高校球児はいつでも真剣だ。昔も今も。この春の大会でもまた再試合があったし、打球を左足に受けて倒れても、「骨が折れても投げ続ける」と言ってマウンドを譲らず、優勝旗を手にしたエースもいる。そういう選手と一体になって勝利を目指す、という応援団。そして勝っていっしょに校歌を歌う。幸せだ。考えただけで涙が出てくる。だが、これは勝者だけが味わえる幸せなのだ。

「両校の校歌」はなんとなーく、そういう究極の幸せに水をさすような感じが……。お互いが順番に校歌を歌う。表面的には公平な感じ。でも、より頑張ったものがそれ相応のものを得る、というのが公平じゃなくて?

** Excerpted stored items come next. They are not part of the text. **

//! Frame hand-off between the receive context and the scheduler.
//!
//! The receive side (interrupt handler on hardware, script feeder in the
//! runner) owns a [`FrameProducer`]; the scheduler owns the matching
//! [`FrameConsumer`] through a [`QueuedTransport`]. The queue is a bounded
//! lock-free SPSC ring.
//!
//! ## Overflow
//! Drop newest: a push into a full queue rejects the new frame and bumps the
//! dropped counter. Queued frames are never overwritten.

use core::sync::atomic::{AtomicU32, Ordering};

use heapless::spsc::{Consumer, Producer, Queue};
use tracing::debug;

use rocker_common::consts::{FRAME_QUEUE_SLOTS, MAX_FRAMES_PER_TICK};
use rocker_common::error::TransportError;
use rocker_common::protocol::WireFrame;

// One queue holds at least a full tick batch.
static_assertions::const_assert!(FRAME_QUEUE_SLOTS - 1 >= MAX_FRAMES_PER_TICK);

// ─── Transport Boundary ─────────────────────────────────────────────

/// Frame transport as seen by the scheduler.
pub trait Transport {
    type Frame: WireFrame;

    /// Queue one outbound frame. Never blocks.
    fn send(&mut self, frame: &Self::Frame) -> Result<(), TransportError>;

    /// Take the next inbound frame, if any.
    fn try_receive(&mut self) -> Option<Self::Frame>;

    /// Inbound frames lost to overflow since start.
    fn dropped_frames(&self) -> u32 {
        0
    }
}

/// Outbound side of a transport.
pub trait FrameSink<F> {
    fn push_frame(&mut self, frame: F) -> Result<(), TransportError>;
}

impl<F> FrameSink<F> for std::vec::Vec<F> {
    fn push_frame(&mut self, frame: F) -> Result<(), TransportError> {
        self.push(frame);
        Ok(())
    }
}

/// Fixed-size transmit buffer; full means `TxFull`.
impl<F, const N: usize> FrameSink<F> for heapless::Vec<F, N> {
    fn push_frame(&mut self, frame: F) -> Result<(), TransportError> {
        self.push(frame).map_err(|_| TransportError::TxFull)
    }
}

// ─── Frame Queue ────────────────────────────────────────────────────

/// Bounded inbound queue with `N - 1` usable slots.
pub struct FrameQueue<F, const N: usize = FRAME_QUEUE_SLOTS> {
    queue: Queue<F, N>,
    dropped: AtomicU32,
}

impl<F, const N: usize> FrameQueue<F, N> {
    pub const fn new() -> Self {
        Self {
            queue: Queue::new(),
            dropped: AtomicU32::new(0),
        }
    }

    /// Usable slots.
    pub const fn capacity() -> usize {
        N - 1
    }

    /// Split into the receive-context and scheduler halves.
    pub fn split(&mut self) -> (FrameProducer<'_, F, N>, FrameConsumer<'_, F, N>) {
        let (tx, rx) = self.queue.split();
        let dropped = &self.dropped;
        (
            FrameProducer { tx, dropped },
            FrameConsumer { rx, dropped },
        )
    }
}

impl<F, const N: usize> Default for FrameQueue<F, N> {
    fn default() -> Self {
        Self::new()
    }
}

/// Receive-context half.
pub struct FrameProducer<'a, F, const N: usize> {
    tx: Producer<'a, F, N>,
    dropped: &'a AtomicU32,
}

impl<F, const N: usize> FrameProducer<'_, F, N> {
    /// Enqueue `frame`. Returns `false` when the queue was full and the
    /// frame was dropped.
    pub fn push(&mut self, frame: F) -> bool {
        match self.tx.enqueue(frame) {
            Ok(()) => true,
            Err(_) => {
                let total = self.dropped.fetch_add(1, Ordering::Relaxed).wrapping_add(1);
                debug!(dropped = total, "frame queue full, frame dropped");
                false
            }
        }
    }
}

/// Scheduler half.
pub struct FrameConsumer<'a, F, const N: usize> {
    rx: Consumer<'a, F, N>,
    dropped: &'a AtomicU32,
}

impl<F, const N: usize> FrameConsumer<'_, F, N> {
    #[inline]
    pub fn pop(&mut self) -> Option<F> {
        self.rx.dequeue()
    }

    /// Frames waiting.
    #[inline]
    pub fn len(&self) -> usize {
        self.rx.len()
    }

    #[inline]
    pub fn is_empty(&self) -> bool {
        self.len() == 0
    }

    #[inline]
    pub fn dropped(&self) -> u32 {
        self.dropped.load(Ordering::Relaxed)
    }
}

// ─── Queued Transport ───────────────────────────────────────────────

/// [`Transport`] over a frame queue and an outbound sink.
pub struct QueuedTransport<'a, F, S, const N: usize = FRAME_QUEUE_SLOTS> {
    rx: FrameConsumer<'a, F, N>,
    tx: S,
}

impl<'a, F, S, const N: usize> QueuedTransport<'a, F, S, N> {
    pub fn new(rx: FrameConsumer<'a, F, N>, tx: S) -> Self {
        Self { rx, tx }
    }

    /// Outbound frames, for inspection.
    pub fn sink(&self) -> &S {
        &self.tx
    }

    pub fn sink_mut(&mut self) -> &mut S {
        &mut self.tx
    }

    /// Frames waiting for the next tick.
    pub fn pending(&self) -> usize {
        self.rx.len()
    }
}

impl<F, S, const N: usize> Transport for QueuedTransport<'_, F, S, N>
where
    F: WireFrame + Copy,
    S: FrameSink<F>,
{
    type Frame = F;

    fn send(&mut self, frame: &F) -> Result<(), TransportError> {
        self.tx.push_frame(*frame)
    }

    fn try_receive(&mut self) -> Option<F> {
        self.rx.pop()
    }

    fn dropped_frames(&self) -> u32 {
        self.rx.dropped()
    }
}

// ─── Tests ──────────────────────────────────────────────────────────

スポーツは複雑な現実社会ではできないこと、つまり究極の公平を実現する場だと私は考える。現実社会では人それぞれが、それぞれの「公平」を持っていて、それにしたがってしまうと人の命を奪ってしまうようなことになってしまうことさえある。だから現実社会ではおいそれと「公平」に従うことは危険。現実社会では勝利を手放しで喜べないことが多々ある。

でも、スポーツはできるのだ。勝者は公平に、思いっきり勝利の味を楽しんでいい。それは相手の命を脅かしたり、相手の存在を否定しないから。スポーツにおいては。この勝利の感覚を得ることは人生において非常に重要。困難を乗り越えていくモチベーションになるのだ。頑張って頑張ってつかめるんだなーっていうことが体感できる。

高校野球のテレビ中継では、エラーはリプレイしない。なんとなく解せない。納得できない。なぜ? それが公平なの? うーん。